Strategy, Innovation, Leadership and Security

Encryption isn't just for terrorists

GeneralEdward Kiledjian

It seems every time there is a terrorist attack, governments around the world use it as an opportunity to chip away at encryption. The latest attack was the UK Home secretary, Amber Rudd, who called WhatsApp's end-to-end encryption "completely unacceptable". She then adds that there should be “no hiding place for terrorists”.

Encryption is publicly known mathematics and there is no way to put the "cat back in the bag". If encryption is banned for law abiding Joe and Jane public, it makes everyone less safe but terrorists will simply use their resources and public encryption libraries to write their own encrypted programs and do their evil work. 

Minister Rudd's comments are the clearly from someone that doesn't understand the technology and how it is the fundamental underpinning of our entire technological society. Anytime you perform online banking, file your taxes with the government online or request a government service, you are using an encrypted channel of communication called TLS. It is the technology that makes using sensitive services on the internet possible. 

Banning encryption would mean no more online shopping, banking or anything else that requires privacy. So banning would not be accepted by our always online generation.

Government would counter this argument by saying they "simply" want a back door and not a ban on encryption. A backdoor would allow intelligence and police to more easily perform investigations while keeping general encryption alive. 

As a security professional, let me be clear that this is simply not possible. The minute a backdoor is implemented, it becomes a vulnerability that threat actors would attempt to find and exploit (organized crime, nation-state actors, foreign rogue governments, etc).If the Snowden and Vault7 leaks have shown us anything, it is that even government has issues keeping secrets. The reason encryption works is that it is based on mathematics and remains perfectly secure even though all the protocols, formula and applications are well know. 

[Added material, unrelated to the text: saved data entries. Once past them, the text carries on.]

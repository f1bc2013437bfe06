//! `POST /ask-ai`: direct chat relay to Gemini.

use super::SharedState;
use crate::error::ApiError;
use axum::body::Bytes;
use axum::extract::State;
use axum::Json;
use serde::{Deserialize, Serialize};
use tracing::{info, warn};

const DEFAULT_PROMPT: &str = "Hello";

#[derive(Debug, Default, Deserialize)]
pub struct AskRequest {
    #[serde(default)]
    pub prompt: Option<String>,
}

#[derive(Debug, Serialize)]
pub struct AskResponse {
    pub response: String,
}

/// The body is read raw so a missing key is reported as 403 before any
/// body validation. An absent or unparseable body falls back to the
/// default prompt.
pub async fn ask_ai(
    State(state): State<SharedState>,
    body: Bytes,
) -> Result<Json<AskResponse>, ApiError> {
    let Some(gemini) = state.gemini.as_ref() else {
        return Err(ApiError::ApiKeyMissing);
    };

    let request: AskRequest = serde_json::from_slice(&body).unwrap_or_default();
    let prompt = request
        .prompt
        .unwrap_or_else(|| DEFAULT_PROMPT.to_string());

    info!("💬 Relaying {} char prompt to Gemini", prompt.len());

    let response = gemini.generate(&prompt).await.map_err(|e| {
        warn!("Gemini chat failed: {}", e);
        ApiError::from(e)
    })?;

    Ok(Json(AskResponse { response }))
}
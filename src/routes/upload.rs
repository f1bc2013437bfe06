//! `POST /upload`: dataset proxy to the R backend.
//!
//! The uploaded file is forwarded byte-for-byte to the backend's `/upload`
//! route. A successful analysis gets an `ai_insights` field, generated by
//! Gemini from the backend's `summary` when a key is configured.

use super::SharedState;
use crate::error::ApiError;
use crate::gemini::GeminiClient;
use axum::body::Bytes;
use axum::extract::multipart::MultipartRejection;
use axum::extract::{Multipart, State};
use axum::Json;
use reqwest::multipart::{Form, Part};
use serde_json::{Map, Value};
use tracing::{info, warn};

/// Multipart field carrying the dataset, both inbound and to the backend.
pub const DATASET_FIELD: &str = "dataset";

/// `ai_insights` value when no API key is configured.
pub const INSIGHTS_NOT_CONFIGURED: &str = "Gemini API Key not configured.";

const NO_SUMMARY: &str = "No summary provided.";

/// An uploaded file held in memory for the duration of one request.
#[derive(Debug)]
pub struct Dataset {
    pub filename: String,
    pub content_type: Option<String>,
    pub bytes: Bytes,
}

pub async fn upload(
    State(state): State<SharedState>,
    multipart: Result<Multipart, MultipartRejection>,
) -> Result<Json<Value>, ApiError> {
    // A body that is not multipart at all has no file part either.
    let multipart = multipart.map_err(|e| {
        warn!("Upload without a multipart body: {}", e);
        ApiError::MissingFile
    })?;
    let dataset = read_dataset(multipart).await?;
    info!(
        "📥 Received file: {} ({} bytes)",
        dataset.filename,
        dataset.bytes.len()
    );

    let mut result = forward_to_backend(&state, dataset).await?;

    let ai_insights = match state.gemini.as_ref() {
        None => INSIGHTS_NOT_CONFIGURED.to_string(),
        Some(gemini) => match generate_insights(gemini, &result).await {
            Ok(text) => text,
            Err(e) => {
                warn!("AI insight generation failed: {}", e);
                format!("AI Insight Generation Failed: {}", e)
            }
        },
    };

    result.insert("ai_insights".to_string(), Value::String(ai_insights));
    Ok(Json(Value::Object(result)))
}

/// Pull the `dataset` file field out of the multipart body.
///
/// Fields with other names, or a `dataset` field without a filename (a
/// plain form value, not a file), are skipped.
async fn read_dataset(mut multipart: Multipart) -> Result<Dataset, ApiError> {
    while let Some(field) = multipart
        .next_field()
        .await
        .map_err(|e| ApiError::BadRequest(format!("Error parsing multipart body: {}", e)))?
    {
        if field.name() != Some(DATASET_FIELD) {
            continue;
        }
        let Some(filename) = field.file_name().map(str::to_string) else {
            continue;
        };
        if filename.is_empty() {
            return Err(ApiError::EmptyFilename);
        }

        let content_type = field.content_type().map(str::to_string);
        let bytes = field
            .bytes()
            .await
            .map_err(|e| ApiError::BadRequest(format!("Failed to read upload data: {}", e)))?;

        return Ok(Dataset {
            filename,
            content_type,
            bytes,
        });
    }

    Err(ApiError::MissingFile)
}

/// POST the dataset to the backend and return its JSON object on success.
async fn forward_to_backend(
    state: &SharedState,
    dataset: Dataset,
) -> Result<Map<String, Value>, ApiError> {
    let url = state.backend_endpoint("/upload");

    let mut part = Part::bytes(dataset.bytes.to_vec()).file_name(dataset.filename.clone());
    if let Some(ref content_type) = dataset.content_type {
        part = part.mime_str(content_type).map_err(|e| {
            ApiError::BadRequest(format!("Invalid content type '{}': {}", content_type, e))
        })?;
    }
    let form = Form::new().part(DATASET_FIELD, part);

    info!("📤 Forwarding {} to R Backend at {}", dataset.filename, url);

    let response = state
        .upload_client
        .post(&url)
        .multipart(form)
        .send()
        .await
        .map_err(|e| classify_transport_error(e, state.upload_timeout_secs))?;

    let status = response.status();
    info!("⬅️ R Backend responded: {}", status);

    let text = response
        .text()
        .await
        .map_err(|e| classify_transport_error(e, state.upload_timeout_secs))?;

    if !status.is_success() {
        warn!("❌ R Error detected: {}", text);
        return Err(ApiError::BackendFailed(text));
    }

    let data: Value = serde_json::from_str(&text)
        .map_err(|e| ApiError::Internal(format!("Invalid JSON from R Backend: {}", e)))?;

    let Value::Object(data) = data else {
        return Err(ApiError::Internal(
            "R Backend returned JSON that is not an object".to_string(),
        ));
    };

    if let Some(error) = data.get("error") {
        warn!("⚠️ R Logic Error: {}", error);
        return Err(ApiError::BackendRejected(Value::Object(data)));
    }

    Ok(data)
}

fn classify_transport_error(e: reqwest::Error, timeout_secs: u64) -> ApiError {
    if e.is_timeout() {
        ApiError::BackendTimeout(timeout_secs)
    } else if e.is_connect() {
        ApiError::BackendUnreachable
    } else {
        ApiError::Internal(e.to_string())
    }
}

async fn generate_insights(
    gemini: &GeminiClient,
    result: &Map<String, Value>,
) -> Result<String, crate::gemini::GeminiError> {
    let prompt = insight_prompt(&summary_context(result));
    gemini.generate(&prompt).await
}

/// The backend's `summary` as prompt text. Plumber serializes scalars as
/// one-element arrays, so non-string values are passed as JSON.
fn summary_context(result: &Map<String, Value>) -> String {
    match result.get("summary") {
        None | Some(Value::Null) => NO_SUMMARY.to_string(),
        Some(Value::String(s)) => s.clone(),
        Some(Value::Array(items)) if items.len() == 1 && items[0].is_string() => {
            items[0].as_str().unwrap_or_default().to_string()
        }
        Some(other) => other.to_string(),
    }
}

fn insight_prompt(summary: &str) -> String {
    format!(
        "Role: Data Analyst. Task: Provide 3 short, punchy insights about this dataset summary. Data Summary: {}",
        summary
    )
}

#[cfg(test)]
mod tests {
    use super::*;
    use serde_json::json;

    fn object(value: Value) -> Map<String, Value> {
        match value {
            Value::Object(map) => map,
            _ => panic!("not an object"),
        }
    }

    #[test]
    fn test_summary_context_variants() {
        assert_eq!(summary_context(&object(json!({}))), NO_SUMMARY);
        assert_eq!(summary_context(&object(json!({ "summary": null }))), NO_SUMMARY);
        assert_eq!(
            summary_context(&object(json!({ "summary": "5 rows, 3 cols" }))),
            "5 rows, 3 cols"
        );
        assert_eq!(
            summary_context(&object(json!({ "summary": ["5 rows, 3 cols"] }))),
            "5 rows, 3 cols"
        );
        assert_eq!(
            summary_context(&object(json!({ "summary": { "rows": 5 } }))),
            r#"{"rows":5}"#
        );
    }

    #[test]
    fn test_insight_prompt_embeds_summary() {
        let prompt = insight_prompt("mean age 42");
        assert!(prompt.starts_with("Role: Data Analyst."));
        assert!(prompt.contains("3 short, punchy insights"));
        assert!(prompt.ends_with("Data Summary: mean age 42"));
    }
}
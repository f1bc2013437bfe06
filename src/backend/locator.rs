//! Locating the R interpreter.
//!
//! The search is an ordered chain of strategies: `PATH` lookup first, then a
//! fixed list of known install paths, then a scan of the install root for
//! versioned directories. The first candidate that exists on disk wins.

use crate::config::BackendConfig;
use std::fs;
use std::path::{Path, PathBuf};
use tracing::debug;

/// One way of producing candidate executable paths.
#[derive(Debug, Clone, PartialEq, Eq)]
pub enum Strategy {
    /// Resolve a bare executable name through `PATH`.
    SearchPath(String),
    /// Probe fixed paths in order.
    FixedPaths(Vec<PathBuf>),
    /// List `root`, and for each subdirectory whose name starts with
    /// `prefix`, check `<subdir>/<relative>`. Directory-listing order.
    InstallScan {
        root: PathBuf,
        prefix: String,
        relative: PathBuf,
    },
}

impl Strategy {
    /// Candidate paths produced by this strategy, in priority order.
    pub fn candidates(&self) -> Vec<PathBuf> {
        match self {
            Strategy::SearchPath(name) => which::which(name).into_iter().collect(),
            Strategy::FixedPaths(paths) => paths.clone(),
            Strategy::InstallScan {
                root,
                prefix,
                relative,
            } => scan_install_root(root, prefix, relative),
        }
    }
}

fn scan_install_root(root: &Path, prefix: &str, relative: &Path) -> Vec<PathBuf> {
    let entries = match fs::read_dir(root) {
        Ok(entries) => entries,
        Err(e) => {
            debug!("Cannot list {}: {}", root.display(), e);
            return Vec::new();
        }
    };

    entries
        .flatten()
        .filter(|entry| entry.file_type().map(|t| t.is_dir()).unwrap_or(false))
        .filter(|entry| entry.file_name().to_string_lossy().starts_with(prefix))
        .map(|entry| entry.path().join(relative))
        .collect()
}

/// Finds the backend interpreter by trying strategies in order.
#[derive(Debug, Clone)]
pub struct ExecutableLocator {
    strategies: Vec<Strategy>,
}

impl ExecutableLocator {
    pub fn new(strategies: Vec<Strategy>) -> Self {
        Self { strategies }
    }

    /// The standard chain built from backend settings.
    pub fn from_config(config: &BackendConfig) -> Self {
        Self::new(vec![
            Strategy::SearchPath(config.executable.clone()),
            Strategy::FixedPaths(config.candidate_paths.iter().map(PathBuf::from).collect()),
            Strategy::InstallScan {
                root: PathBuf::from(&config.install_root),
                prefix: config.install_prefix.clone(),
                relative: config.relative_executable_path(),
            },
        ])
    }

    pub fn strategies(&self) -> &[Strategy] {
        &self.strategies
    }

    /// First existing candidate, or `None` if every strategy comes up empty.
    pub fn locate(&self) -> Option<PathBuf> {
        for strategy in &self.strategies {
            for candidate in strategy.candidates() {
                if candidate.exists() {
                    debug!("Found interpreter via {:?}: {}", strategy, candidate.display());
                    return Some(candidate);
                }
                debug!("Candidate missing: {}", candidate.display());
            }
        }
        None
    }
}

#[cfg(test)]
mod tests {
    use super::*;
    use tempfile::TempDir;

    fn touch(path: &Path) {
        fs::create_dir_all(path.parent().unwrap()).unwrap();
        fs::write(path, b"").unwrap();
    }

    fn relative() -> PathBuf {
        ["bin", "x64", "Rscript.exe"].iter().collect()
    }

    const MISSING_NAME: &str = "rbridge-no-such-interpreter-3f9a";

    #[test]
    fn test_nothing_found_returns_none() {
        let dir = TempDir::new().unwrap();
        let locator = ExecutableLocator::new(vec![
            Strategy::SearchPath(MISSING_NAME.to_string()),
            Strategy::FixedPaths(vec![dir.path().join("missing.exe")]),
            Strategy::InstallScan {
                root: dir.path().join("no-root"),
                prefix: "R-".to_string(),
                relative: relative(),
            },
        ]);
        assert_eq!(locator.locate(), None);
    }

    #[test]
    fn test_fixed_paths_first_existing_wins() {
        let dir = TempDir::new().unwrap();
        let second = dir.path().join("R-4.4.0").join("Rscript.exe");
        let third = dir.path().join("R-4.3.3").join("Rscript.exe");
        touch(&second);
        touch(&third);

        let locator = ExecutableLocator::new(vec![Strategy::FixedPaths(vec![
            dir.path().join("R-4.4.1").join("Rscript.exe"),
            second.clone(),
            third,
        ])]);
        assert_eq!(locator.locate(), Some(second));
    }

    #[test]
    fn test_install_scan_respects_prefix_and_relative_path() {
        let root = TempDir::new().unwrap();
        // Wrong prefix, has the executable.
        touch(&root.path().join("Rtools").join(relative()));
        // Right prefix, missing the executable.
        fs::create_dir_all(root.path().join("R-4.1.0").join("bin")).unwrap();
        // Right prefix, has the executable.
        let expected = root.path().join("R-4.6.0").join(relative());
        touch(&expected);
        // A plain file with the prefix is not a directory.
        touch(&root.path().join("R-notes.txt"));

        let strategy = Strategy::InstallScan {
            root: root.path().to_path_buf(),
            prefix: "R-".to_string(),
            relative: relative(),
        };
        let candidates = strategy.candidates();
        assert_eq!(candidates.len(), 2);
        assert!(!candidates.contains(&root.path().join("Rtools").join(relative())));

        let locator = ExecutableLocator::new(vec![strategy]);
        assert_eq!(locator.locate(), Some(expected));
    }

    #[test]
    fn test_earlier_strategy_takes_priority() {
        let dir = TempDir::new().unwrap();
        let fixed = dir.path().join("fixed").join("Rscript.exe");
        touch(&fixed);
        let scanned_root = dir.path().join("R");
        touch(&scanned_root.join("R-9.9.9").join(relative()));

        let locator = ExecutableLocator::new(vec![
            Strategy::SearchPath(MISSING_NAME.to_string()),
            Strategy::FixedPaths(vec![fixed.clone()]),
            Strategy::InstallScan {
                root: scanned_root,
                prefix: "R-".to_string(),
                relative: relative(),
            },
        ]);
        assert_eq!(locator.locate(), Some(fixed));
    }

    #[cfg(unix)]
    #[test]
    fn test_search_path_resolves_known_binary() {
        let candidates = Strategy::SearchPath("sh".to_string()).candidates();
        assert_eq!(candidates.len(), 1);
        assert!(candidates[0].is_absolute());
    }

    #[test]
    fn test_from_config_builds_standard_chain() {
        let locator = ExecutableLocator::from_config(&BackendConfig::default());
        let strategies = locator.strategies();
        assert_eq!(strategies.len(), 3);
        assert_eq!(strategies[0], Strategy::SearchPath("Rscript".to_string()));
        assert!(matches!(&strategies[1], Strategy::FixedPaths(p) if p.len() == 4));
        assert!(matches!(
            &strategies[2],
            Strategy::InstallScan { prefix, .. } if prefix == "R-"
        ));
    }
}
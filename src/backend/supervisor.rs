//! R backend process supervisor.
//!
//! Owns the single child process handle. `start` locates `Rscript`, launches
//! the Plumber API with the local package library taking priority, and checks
//! that it survived the startup delay. `stop` sends SIGTERM (a hard kill on
//! other platforms) and clears the handle. Dropping the supervisor stops the
//! child.

use super::locator::ExecutableLocator;
use crate::config::BackendConfig;
use std::ffi::OsString;
use std::path::{Path, PathBuf};
use std::process::{Child, Command, Stdio};
use std::time::{Duration, Instant};
use tracing::{debug, error, info, warn};

/// How long `stop` waits for the child to exit after SIGTERM.
const STOP_GRACE_PERIOD: Duration = Duration::from_secs(2);

/// Manages the R Plumber child process.
pub struct Supervisor {
    locator: ExecutableLocator,
    workdir: PathBuf,
    lib_dir: PathBuf,
    lib_env_var: String,
    route_file: String,
    port: u16,
    startup_wait: Duration,
    child: Option<Child>,
}

impl Supervisor {
    /// Create a supervisor. Nothing is launched until [`Supervisor::start`].
    pub fn new(config: &BackendConfig, workdir: PathBuf) -> Self {
        Self {
            locator: ExecutableLocator::from_config(config),
            lib_dir: workdir.join(&config.lib_dir),
            workdir,
            lib_env_var: config.lib_env_var.clone(),
            route_file: config.route_file.clone(),
            port: config.port,
            startup_wait: Duration::from_secs(config.startup_wait_secs),
            child: None,
        }
    }

    /// Replace the interpreter search chain.
    #[cfg(test)]
    pub fn with_locator(mut self, locator: ExecutableLocator) -> Self {
        self.locator = locator;
        self
    }

    /// Launch the backend. Failures are logged and leave the handle absent
    /// so the server keeps running and reports the backend as unreachable.
    pub async fn start(&mut self) {
        if self.child.is_some() {
            warn!("R backend already started (PID {:?})", self.pid());
            return;
        }

        info!("🚀 Starting R Plumber API...");

        let Some(executable) = self.locator.locate() else {
            error!("❌ CRITICAL ERROR: 'Rscript' not found in PATH or standard locations.");
            error!("   Please install R or add it to your PATH.");
            debug!("Searched: {:?}", self.locator.strategies());
            return;
        };

        info!("   Using R executable: {}", executable.display());

        let command = self.build_command(&executable);
        self.spawn_and_confirm(command).await;
    }

    /// Spawn `command`, wait out the startup delay, then report whether the
    /// child is still alive.
    async fn spawn_and_confirm(&mut self, mut command: Command) -> bool {
        match command.spawn() {
            Ok(child) => {
                debug!("R backend spawned with PID {}", child.id());
                self.child = Some(child);
            }
            Err(e) => {
                error!("❌ Failed to start R subprocess: {}", e);
                return false;
            }
        }

        tokio::time::sleep(self.startup_wait).await;

        if self.is_running() {
            info!("✅ R Server started on port {}", self.port);
            true
        } else {
            error!("❌ R Server failed to start instantly.");
            false
        }
    }

    /// Build the `Rscript -e ...` invocation.
    fn build_command(&self, executable: &Path) -> Command {
        let lib_value = library_env_value(&self.lib_dir, std::env::var_os(&self.lib_env_var));

        let mut command = Command::new(executable);
        command
            .arg("-e")
            .arg(plumber_expression(&self.lib_dir, &self.route_file, self.port))
            .current_dir(&self.workdir)
            .env(&self.lib_env_var, lib_value)
            .stdin(Stdio::null())
            .stdout(Stdio::inherit())
            .stderr(Stdio::inherit());
        command
    }

    /// Whether a child is held and has not exited.
    pub fn is_running(&mut self) -> bool {
        match self.child.as_mut().map(|c| c.try_wait()) {
            None => false,
            Some(Ok(None)) => true,
            Some(Ok(Some(status))) => {
                debug!("R backend exited: {}", status);
                false
            }
            Some(Err(e)) => {
                warn!("Cannot query R backend status: {}", e);
                false
            }
        }
    }

    /// PID of the held child, if any.
    pub fn pid(&self) -> Option<u32> {
        self.child.as_ref().map(Child::id)
    }

    /// Terminate the child and clear the handle. No-op without a child.
    pub fn stop(&mut self) {
        let Some(mut child) = self.child.take() else {
            return;
        };

        match child.try_wait() {
            Ok(Some(status)) => {
                debug!("R backend already exited: {}", status);
                return;
            }
            Ok(None) => {}
            Err(e) => warn!("Cannot query R backend status: {}", e),
        }

        info!("🛑 Stopping R Server (PID {})...", child.id());
        terminate(&mut child);
        reap(child, STOP_GRACE_PERIOD);
    }
}

impl Drop for Supervisor {
    fn drop(&mut self) {
        self.stop();
    }
}

#[cfg(unix)]
fn terminate(child: &mut Child) {
    let pid = child.id() as libc::pid_t;
    // SAFETY: `pid` belongs to a child we spawned and have not reaped yet.
    let rc = unsafe { libc::kill(pid, libc::SIGTERM) };
    if rc != 0 {
        warn!(
            "SIGTERM to PID {} failed ({}), killing",
            pid,
            std::io::Error::last_os_error()
        );
        let _ = child.kill();
    }
}

#[cfg(not(unix))]
fn terminate(child: &mut Child) {
    if let Err(e) = child.kill() {
        warn!("Failed to kill R backend: {}", e);
    }
}

/// Wait up to `grace` for the child to exit, then kill it.
fn reap(mut child: Child, grace: Duration) {
    let deadline = Instant::now() + grace;
    loop {
        match child.try_wait() {
            Ok(Some(status)) => {
                info!("R Server exited with status: {}", status);
                return;
            }
            Ok(None) if Instant::now() >= deadline => {
                warn!("R Server did not exit gracefully, killing");
                let _ = child.kill();
                let _ = child.wait();
                return;
            }
            Ok(None) => std::thread::sleep(Duration::from_millis(50)),
            Err(e) => {
                error!("Error waiting for R Server: {}", e);
                let _ = child.kill();
                return;
            }
        }
    }
}

/// Value for the library env var with `lib_dir` first, followed by any
/// existing entries.
pub fn library_env_value(lib_dir: &Path, existing: Option<OsString>) -> OsString {
    let existing = existing.filter(|v| !v.is_empty());
    let Some(existing) = existing else {
        return lib_dir.as_os_str().to_owned();
    };

    let paths = std::iter::once(lib_dir.to_path_buf()).chain(std::env::split_paths(&existing));
    match std::env::join_paths(paths) {
        Ok(joined) => joined,
        Err(e) => {
            warn!("Cannot prepend {} to library path: {}", lib_dir.display(), e);
            lib_dir.as_os_str().to_owned()
        }
    }
}

/// R expression that puts `lib_dir` first on `.libPaths()`, loads plumber,
/// plumbs `route_file`, and serves on `port`.
pub fn plumber_expression(lib_dir: &Path, route_file: &str, port: u16) -> String {
    let lib_path = r_string_literal(&lib_dir.to_string_lossy().replace('\\', "/"));
    let route_file = r_string_literal(route_file);
    format!(
        "lib_path <- {lib_path}; .libPaths(c(lib_path, .libPaths())); \
         library(plumber); pr <- plumb({route_file}); pr$run(port={port})"
    )
}

fn r_string_literal(value: &str) -> String {
    format!("'{}'", value.replace('\\', "\\\\").replace('\'', "\\'"))
}
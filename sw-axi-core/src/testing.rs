//! Scripted stand-in for the router, driving the other end of a socket pair.

use crate::transport::{Transport, UnixTransport};
use crate::wire::{self, Message};
use crate::{IpConfig, SystemInfo};
use std::os::unix::net::UnixStream;
use std::sync::Arc;

pub(crate) struct Peer {
    transport: UnixTransport,
}

/// Returns the bridge-side transport and the router-side peer of a fresh socket pair.
pub(crate) fn pair() -> (Arc<dyn Transport>, Peer) {
    let (ours, theirs) = UnixStream::pair().unwrap();
    (
        Arc::new(UnixTransport::from_stream(ours).unwrap()),
        Peer::from_stream(theirs),
    )
}

pub(crate) fn router_info() -> SystemInfo {
    SystemInfo {
        name: "router".into(),
        system_name: "Linux Golang".into(),
        pid: 1,
        hostname: "localhost".into(),
    }
}

impl Peer {
    pub fn from_stream(stream: UnixStream) -> Self {
        Self {
            transport: UnixTransport::from_stream(stream).unwrap(),
        }
    }

    pub fn send(&self, message: Message) {
        self.transport
            .send_frame(&wire::encode(&message).unwrap())
            .unwrap();
    }

    pub fn send_raw(&self, frame: &[u8]) {
        self.transport.send_frame(frame).unwrap();
    }

    pub fn recv(&self) -> Message {
        wire::decode(&self.transport.recv_frame().unwrap()).unwrap()
    }

    /// Receive and return the next message, or `None` if the bridge closed the connection.
    pub fn try_recv(&self) -> Option<Message> {
        let frame = self.transport.recv_frame().ok()?;
        Some(wire::decode(&frame).unwrap())
    }

    /// Answer the bridge's SYSTEM_INFO with the router's.
    pub fn accept(&self) -> SystemInfo {
        let Message::SystemInfo(info) = self.recv() else {
            panic!("expected SYSTEM_INFO");
        };
        self.send(Message::SystemInfo(router_info()));
        info
    }

    /// Acknowledge IP registrations, handing out ids from `first_id`, until the commit.
    pub fn accept_ip(&self, first_id: u64) -> Vec<IpConfig> {
        let mut registered = Vec::new();
        loop {
            match self.recv() {
                Message::IpInfo(mut config) => {
                    let id = first_id + registered.len() as u64;
                    self.send(Message::IpAck(id));
                    config.id = Some(id);
                    registered.push(config);
                }
                Message::Commit => {
                    self.send(Message::Ack);
                    return registered;
                }
                other => panic!("unexpected {} during registration", other.kind()),
            }
        }
    }

    /// Send the peer and IP lists, each followed by its ACK terminator.
    pub fn publish(&self, peers: &[SystemInfo], ips: &[IpConfig]) {
        for peer in peers {
            self.send(Message::SystemInfo(peer.clone()));
        }
        self.send(Message::Ack);
        for ip in ips {
            self.send(Message::IpInfo(ip.clone()));
        }
        self.send(Message::Ack);
    }
}
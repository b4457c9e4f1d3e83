use crate::bus::{Slave, SlaveError, SlaveResult};
use crate::AddressRange;

/// Byte-based RAM slave mapped at a fixed base address.
///
/// Stores exactly what it is given and returns it on subsequent reads. Accesses that are not
/// entirely contained in the mapped range are refused with [`SlaveError::OutOfRange`] and leave
/// the contents untouched.
#[derive(Debug, Clone, Eq, PartialEq)]
pub struct Ram {
    data: Vec<u8>,
    range: AddressRange,
}

impl Ram {
    /// Create a new zero-initialized RAM holding `size` bytes, mapped at `address`.
    ///
    /// `size` must be at least one, and the range must fit in the address space. If it doesn't,
    /// `None` is returned and nothing is allocated.
    pub fn new(address: u64, size: usize) -> Option<Self> {
        let range = AddressRange::from_base_size(address, u64::try_from(size).ok()?)?;
        Some(Self {
            data: vec![0; size],
            range,
        })
    }

    /// Returns the size expressed in bytes. Guaranteed to be at least one.
    #[allow(clippy::len_without_is_empty)]
    pub fn len(&self) -> usize {
        self.data.len()
    }

    /// Returns the bus address range this RAM is mapped at.
    pub fn range(&self) -> AddressRange {
        self.range
    }

    /// Force RAM back to its reset state, which is all-zeros.
    pub fn reset(&mut self) {
        self.data.fill(0);
    }

    /// Direct access to the stored bytes, indexed from the base address.
    pub fn contents(&self) -> &[u8] {
        &self.data
    }

    /// Translate an access into an index range of `self.data`.
    fn locate(&self, address: u64, size: usize) -> Result<std::ops::Range<usize>, SlaveError> {
        let out_of_range = || SlaveError::OutOfRange {
            address,
            size: size as u64,
        };
        if !self.range.contains_access(address, size as u64) {
            return Err(out_of_range());
        }
        let start = self
            .range
            .offset_of(address)
            .and_then(|offset| usize::try_from(offset).ok())
            .ok_or_else(out_of_range)?;
        Ok(start..start + size)
    }
}

impl Slave for Ram {
    fn handle_read(&mut self, buf: &mut [u8], address: u64) -> SlaveResult {
        let range = self.locate(address, buf.len())?;
        buf.copy_from_slice(&self.data[range]);
        Ok(())
    }

    fn handle_write(&mut self, address: u64, buf: &[u8]) -> SlaveResult {
        let range = self.locate(address, buf.len())?;
        self.data[range].copy_from_slice(buf);
        Ok(())
    }
}

#[cfg(test)]
mod tests {
    use super::*;

    #[test]
    fn stores_what_it_is_given() {
        let mut ram = Ram::new(0x1000, 0x2000).unwrap();
        assert_eq!(0x2000, ram.len());
        ram.handle_write(0x1004, b"Hello world!").unwrap();

        let mut buf = [0u8; 12];
        ram.handle_read(&mut buf, 0x1004).unwrap();
        assert_eq!(b"Hello world!", &buf);
        assert_eq!(b'H', ram.contents()[4]);

        ram.reset();
        ram.handle_read(&mut buf, 0x1004).unwrap();
        assert_eq!([0u8; 12], buf);
    }

    #[test]
    fn refuses_out_of_range_access() {
        let mut ram = Ram::new(0x1000, 0x10).unwrap();
        assert_eq!(
            Err(SlaveError::OutOfRange {
                address: 0x100c,
                size: 8
            }),
            ram.handle_write(0x100c, &[0xaa; 8])
        );
        assert!(ram.contents().iter().all(|&b| b == 0));

        let mut buf = [0u8; 1];
        assert!(ram.handle_read(&mut buf, 0x0fff).is_err());
        assert!(ram.handle_read(&mut buf, 0x1010).is_err());
        assert!(ram.handle_read(&mut buf, 0x100f).is_ok());
    }

    #[test]
    fn rejects_degenerate_sizes() {
        assert!(Ram::new(0, 0).is_none());
        assert!(Ram::new(u64::MAX, 2).is_none());
        assert_eq!(0x2fff, Ram::new(0x1000, 0x2000).unwrap().range().end());
    }
}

Creating a backdoor for the good guys means you are also creating it for the bad guys. 

The Vault7 leak showed that governments have already solved the Whatsapp encryption issue by hacking the end device. When hacked, government can see pre/post encryption messages and therefore they are able to get the information they need. Yes it requires more work but every job has its challenges. This would bypass the encryption of Signal, Whatsapp or any other encrypted communicator.

Terrorism is a bad thing that affects as all. It is the worst of humanity being manifested because of hatred and misunderstanding of one another. Politicians are targeting encryption because it is the easy target but it isn't the right one.

As a geeky security professional, I will always be able to protect myself by rolling my own encryption, but the general population won't. Considering everything about us can now easily be stolen from our smartphone, I'm worried about any weakening of encryption. Just think about everything stored on your device (location history, contacts, social networks, where you have been and what you have done, health information, etc) and how you would feel if someone had access to all of it without your knowledge. 

We need technically knowledgeable politicians that will fight the good fight (against terrorism) without trying to neuter good wholesome public protecting technologies. It's like saying we will ban pools because there were 3,536 fatal non-boat related drownings in 2015 (there are over 8M pools public and private in the USA). We can't let a small batch of rotten apples contaminate the entire batch of cider.